Could you show each line of the records that contains the word "super"?

[Stored entries]
----------------

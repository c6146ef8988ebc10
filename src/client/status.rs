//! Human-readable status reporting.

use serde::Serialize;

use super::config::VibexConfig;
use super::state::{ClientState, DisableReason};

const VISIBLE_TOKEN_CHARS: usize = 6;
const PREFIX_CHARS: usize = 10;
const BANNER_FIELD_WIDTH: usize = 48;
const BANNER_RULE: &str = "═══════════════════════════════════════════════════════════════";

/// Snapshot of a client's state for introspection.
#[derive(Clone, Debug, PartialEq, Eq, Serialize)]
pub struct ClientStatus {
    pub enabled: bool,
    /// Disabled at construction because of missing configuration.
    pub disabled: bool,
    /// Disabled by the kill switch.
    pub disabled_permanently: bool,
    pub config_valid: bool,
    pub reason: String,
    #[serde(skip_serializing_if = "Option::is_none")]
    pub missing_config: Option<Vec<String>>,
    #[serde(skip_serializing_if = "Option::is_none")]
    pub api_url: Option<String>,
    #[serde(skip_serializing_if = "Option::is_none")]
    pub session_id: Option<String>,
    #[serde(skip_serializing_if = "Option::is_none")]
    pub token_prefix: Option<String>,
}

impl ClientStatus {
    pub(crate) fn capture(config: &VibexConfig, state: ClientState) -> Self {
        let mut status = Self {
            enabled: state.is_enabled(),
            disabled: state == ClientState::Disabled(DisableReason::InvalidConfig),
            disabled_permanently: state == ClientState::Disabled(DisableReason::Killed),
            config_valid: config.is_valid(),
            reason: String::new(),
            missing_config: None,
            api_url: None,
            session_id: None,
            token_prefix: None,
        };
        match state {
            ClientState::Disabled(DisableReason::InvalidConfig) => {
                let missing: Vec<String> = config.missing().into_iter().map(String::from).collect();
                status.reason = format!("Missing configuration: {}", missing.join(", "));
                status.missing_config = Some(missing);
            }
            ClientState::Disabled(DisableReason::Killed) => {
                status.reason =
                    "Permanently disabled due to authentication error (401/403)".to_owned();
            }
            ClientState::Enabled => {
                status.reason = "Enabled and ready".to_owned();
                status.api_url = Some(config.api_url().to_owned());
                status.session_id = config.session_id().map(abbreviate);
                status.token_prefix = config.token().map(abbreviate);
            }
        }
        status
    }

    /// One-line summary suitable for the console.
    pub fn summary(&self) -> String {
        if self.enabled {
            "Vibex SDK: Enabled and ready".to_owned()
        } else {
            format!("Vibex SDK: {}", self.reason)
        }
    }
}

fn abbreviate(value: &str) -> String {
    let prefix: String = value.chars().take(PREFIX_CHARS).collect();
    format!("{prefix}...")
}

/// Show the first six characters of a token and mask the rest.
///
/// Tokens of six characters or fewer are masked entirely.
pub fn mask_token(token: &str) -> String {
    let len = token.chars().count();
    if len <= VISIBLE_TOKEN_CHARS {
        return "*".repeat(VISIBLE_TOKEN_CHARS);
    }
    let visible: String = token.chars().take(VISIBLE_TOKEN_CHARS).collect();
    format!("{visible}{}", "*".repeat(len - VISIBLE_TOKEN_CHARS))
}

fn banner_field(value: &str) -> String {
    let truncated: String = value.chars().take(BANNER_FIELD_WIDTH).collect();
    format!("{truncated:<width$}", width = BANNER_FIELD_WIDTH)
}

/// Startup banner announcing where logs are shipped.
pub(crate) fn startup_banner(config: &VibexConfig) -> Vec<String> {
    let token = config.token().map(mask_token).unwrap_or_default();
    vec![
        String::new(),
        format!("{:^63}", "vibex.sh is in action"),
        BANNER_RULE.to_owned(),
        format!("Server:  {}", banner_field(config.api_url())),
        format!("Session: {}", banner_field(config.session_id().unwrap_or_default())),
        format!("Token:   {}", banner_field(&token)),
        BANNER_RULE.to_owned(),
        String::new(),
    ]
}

----------------

Task result:
use super::config::VibexConfig;
use super::state::{ClientState, DisableReason};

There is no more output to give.